*** The data Section Begins ***

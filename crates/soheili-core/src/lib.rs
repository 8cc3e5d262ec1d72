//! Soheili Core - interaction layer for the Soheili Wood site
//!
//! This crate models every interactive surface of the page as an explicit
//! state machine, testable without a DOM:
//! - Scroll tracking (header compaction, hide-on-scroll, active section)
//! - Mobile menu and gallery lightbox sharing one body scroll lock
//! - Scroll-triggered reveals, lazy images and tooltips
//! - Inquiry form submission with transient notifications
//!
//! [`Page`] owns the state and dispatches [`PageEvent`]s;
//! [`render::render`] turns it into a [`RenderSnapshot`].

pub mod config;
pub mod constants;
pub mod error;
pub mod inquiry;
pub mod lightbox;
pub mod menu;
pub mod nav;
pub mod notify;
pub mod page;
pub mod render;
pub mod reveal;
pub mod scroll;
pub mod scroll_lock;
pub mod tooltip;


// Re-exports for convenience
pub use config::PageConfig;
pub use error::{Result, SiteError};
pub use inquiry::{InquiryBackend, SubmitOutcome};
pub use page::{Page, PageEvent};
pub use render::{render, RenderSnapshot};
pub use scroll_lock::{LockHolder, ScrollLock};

*** The data Section Ends ***
*** The data Section Begins ***

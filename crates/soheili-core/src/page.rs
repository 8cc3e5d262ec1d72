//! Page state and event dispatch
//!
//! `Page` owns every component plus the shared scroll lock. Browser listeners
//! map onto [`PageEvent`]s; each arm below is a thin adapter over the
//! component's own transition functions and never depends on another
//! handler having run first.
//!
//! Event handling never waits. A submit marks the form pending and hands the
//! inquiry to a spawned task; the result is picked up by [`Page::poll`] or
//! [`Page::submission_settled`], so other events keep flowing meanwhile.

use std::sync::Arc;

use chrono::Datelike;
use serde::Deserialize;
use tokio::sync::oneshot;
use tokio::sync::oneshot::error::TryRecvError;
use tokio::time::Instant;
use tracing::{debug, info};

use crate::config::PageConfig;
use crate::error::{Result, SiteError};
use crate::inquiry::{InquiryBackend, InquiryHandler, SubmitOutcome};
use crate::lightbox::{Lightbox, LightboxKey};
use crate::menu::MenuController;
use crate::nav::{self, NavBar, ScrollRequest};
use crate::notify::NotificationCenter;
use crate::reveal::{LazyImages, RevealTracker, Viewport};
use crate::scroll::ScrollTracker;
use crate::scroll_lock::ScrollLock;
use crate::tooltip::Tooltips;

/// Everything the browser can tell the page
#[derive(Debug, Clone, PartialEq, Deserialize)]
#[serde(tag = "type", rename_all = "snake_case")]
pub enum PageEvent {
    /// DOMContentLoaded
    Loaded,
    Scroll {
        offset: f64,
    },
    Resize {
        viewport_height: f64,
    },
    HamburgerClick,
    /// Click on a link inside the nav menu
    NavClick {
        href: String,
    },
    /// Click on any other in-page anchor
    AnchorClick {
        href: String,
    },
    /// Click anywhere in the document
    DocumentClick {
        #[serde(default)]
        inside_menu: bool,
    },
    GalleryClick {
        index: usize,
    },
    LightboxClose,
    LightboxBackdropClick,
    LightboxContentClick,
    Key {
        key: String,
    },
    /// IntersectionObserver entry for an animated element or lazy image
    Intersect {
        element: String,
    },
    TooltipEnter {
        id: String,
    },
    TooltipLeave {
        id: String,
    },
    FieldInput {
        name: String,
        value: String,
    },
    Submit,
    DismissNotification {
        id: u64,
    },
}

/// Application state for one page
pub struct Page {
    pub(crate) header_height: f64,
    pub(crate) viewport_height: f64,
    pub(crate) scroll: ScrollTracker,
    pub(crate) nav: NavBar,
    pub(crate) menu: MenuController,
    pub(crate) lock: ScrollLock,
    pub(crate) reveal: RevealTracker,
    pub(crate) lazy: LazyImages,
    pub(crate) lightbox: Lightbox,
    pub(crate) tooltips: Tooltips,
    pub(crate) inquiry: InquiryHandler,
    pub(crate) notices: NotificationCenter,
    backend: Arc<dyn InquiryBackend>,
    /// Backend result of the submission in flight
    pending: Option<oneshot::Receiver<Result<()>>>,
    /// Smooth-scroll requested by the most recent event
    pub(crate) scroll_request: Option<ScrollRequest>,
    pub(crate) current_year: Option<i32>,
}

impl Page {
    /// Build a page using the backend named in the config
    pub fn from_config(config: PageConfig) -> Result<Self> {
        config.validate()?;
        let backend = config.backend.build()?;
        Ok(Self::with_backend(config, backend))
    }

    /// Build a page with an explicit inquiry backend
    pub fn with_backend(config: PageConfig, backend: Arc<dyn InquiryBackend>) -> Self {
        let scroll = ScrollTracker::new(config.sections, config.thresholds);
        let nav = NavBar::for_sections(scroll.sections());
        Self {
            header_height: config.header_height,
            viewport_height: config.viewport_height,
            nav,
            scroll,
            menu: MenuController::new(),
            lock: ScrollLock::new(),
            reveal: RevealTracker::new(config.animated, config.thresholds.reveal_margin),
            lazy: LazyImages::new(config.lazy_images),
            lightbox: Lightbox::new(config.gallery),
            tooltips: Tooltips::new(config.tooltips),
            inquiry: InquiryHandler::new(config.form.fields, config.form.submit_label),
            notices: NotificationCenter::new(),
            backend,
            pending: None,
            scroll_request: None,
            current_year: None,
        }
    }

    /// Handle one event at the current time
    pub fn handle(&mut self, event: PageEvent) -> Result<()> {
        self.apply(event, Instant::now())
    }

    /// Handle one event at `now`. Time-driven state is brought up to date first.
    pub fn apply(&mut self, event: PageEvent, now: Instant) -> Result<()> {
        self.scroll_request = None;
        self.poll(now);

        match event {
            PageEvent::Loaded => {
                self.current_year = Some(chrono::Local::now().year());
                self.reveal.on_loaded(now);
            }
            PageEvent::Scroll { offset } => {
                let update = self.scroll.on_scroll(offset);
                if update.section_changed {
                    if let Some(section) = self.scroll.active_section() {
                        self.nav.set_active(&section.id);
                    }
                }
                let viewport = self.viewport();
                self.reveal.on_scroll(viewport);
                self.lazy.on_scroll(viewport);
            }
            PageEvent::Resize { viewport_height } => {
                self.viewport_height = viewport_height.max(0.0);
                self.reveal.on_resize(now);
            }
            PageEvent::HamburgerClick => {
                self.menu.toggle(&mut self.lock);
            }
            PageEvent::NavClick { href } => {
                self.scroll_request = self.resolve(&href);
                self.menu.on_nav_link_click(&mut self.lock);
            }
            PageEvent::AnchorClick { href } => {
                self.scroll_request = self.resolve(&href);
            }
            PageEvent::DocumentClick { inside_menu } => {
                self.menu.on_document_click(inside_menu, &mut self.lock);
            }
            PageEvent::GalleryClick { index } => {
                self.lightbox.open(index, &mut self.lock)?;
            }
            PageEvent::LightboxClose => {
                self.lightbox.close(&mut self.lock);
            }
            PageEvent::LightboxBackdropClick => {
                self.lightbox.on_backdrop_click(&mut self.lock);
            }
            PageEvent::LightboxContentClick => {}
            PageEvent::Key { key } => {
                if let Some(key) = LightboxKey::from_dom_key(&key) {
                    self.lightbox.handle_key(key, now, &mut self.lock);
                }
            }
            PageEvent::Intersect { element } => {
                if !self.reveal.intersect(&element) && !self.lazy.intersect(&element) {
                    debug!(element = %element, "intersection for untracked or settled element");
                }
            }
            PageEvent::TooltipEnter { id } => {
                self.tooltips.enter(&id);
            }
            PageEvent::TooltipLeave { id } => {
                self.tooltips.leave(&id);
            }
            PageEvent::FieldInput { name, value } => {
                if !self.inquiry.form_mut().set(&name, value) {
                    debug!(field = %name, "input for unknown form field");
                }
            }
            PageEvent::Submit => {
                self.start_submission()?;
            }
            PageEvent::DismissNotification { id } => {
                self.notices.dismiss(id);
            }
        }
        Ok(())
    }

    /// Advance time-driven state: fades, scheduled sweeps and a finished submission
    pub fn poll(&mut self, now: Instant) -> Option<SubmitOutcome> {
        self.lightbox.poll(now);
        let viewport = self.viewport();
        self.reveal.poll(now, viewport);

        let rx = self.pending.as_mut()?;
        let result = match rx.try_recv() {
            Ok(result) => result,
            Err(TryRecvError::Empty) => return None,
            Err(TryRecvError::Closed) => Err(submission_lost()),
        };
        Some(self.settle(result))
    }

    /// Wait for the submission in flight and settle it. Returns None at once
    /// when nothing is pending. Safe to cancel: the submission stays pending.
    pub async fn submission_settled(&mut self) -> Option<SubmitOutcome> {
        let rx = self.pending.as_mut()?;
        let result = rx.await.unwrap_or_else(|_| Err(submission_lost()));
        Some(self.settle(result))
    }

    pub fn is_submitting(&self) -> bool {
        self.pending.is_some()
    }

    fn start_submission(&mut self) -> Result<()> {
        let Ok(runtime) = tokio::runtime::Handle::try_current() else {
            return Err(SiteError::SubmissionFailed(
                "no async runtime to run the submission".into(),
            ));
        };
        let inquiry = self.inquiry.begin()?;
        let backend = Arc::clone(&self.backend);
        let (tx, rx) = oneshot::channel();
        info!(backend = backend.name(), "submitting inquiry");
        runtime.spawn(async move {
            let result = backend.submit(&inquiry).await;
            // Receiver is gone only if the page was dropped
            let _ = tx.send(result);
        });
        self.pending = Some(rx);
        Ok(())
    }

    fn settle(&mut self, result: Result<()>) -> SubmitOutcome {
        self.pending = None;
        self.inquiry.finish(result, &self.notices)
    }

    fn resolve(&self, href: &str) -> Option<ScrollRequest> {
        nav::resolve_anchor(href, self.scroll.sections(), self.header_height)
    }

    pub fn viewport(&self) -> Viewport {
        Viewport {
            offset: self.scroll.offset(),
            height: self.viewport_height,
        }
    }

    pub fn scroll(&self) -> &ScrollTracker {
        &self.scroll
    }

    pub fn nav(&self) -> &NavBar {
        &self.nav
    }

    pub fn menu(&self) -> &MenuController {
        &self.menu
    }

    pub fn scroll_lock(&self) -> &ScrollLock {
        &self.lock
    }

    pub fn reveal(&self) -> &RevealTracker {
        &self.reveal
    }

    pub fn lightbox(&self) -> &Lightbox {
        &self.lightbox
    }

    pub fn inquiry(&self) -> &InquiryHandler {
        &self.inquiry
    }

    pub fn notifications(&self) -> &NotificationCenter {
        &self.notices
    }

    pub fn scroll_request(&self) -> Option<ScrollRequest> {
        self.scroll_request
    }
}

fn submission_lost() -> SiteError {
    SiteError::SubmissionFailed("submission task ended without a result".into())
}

*** The data Section Ends ***

What the task requires:
From the entries above, copy each line holding "explicit".

Output:
//! This crate models every interactive surface of the page as an explicit
    /// Build a page with an explicit inquiry backend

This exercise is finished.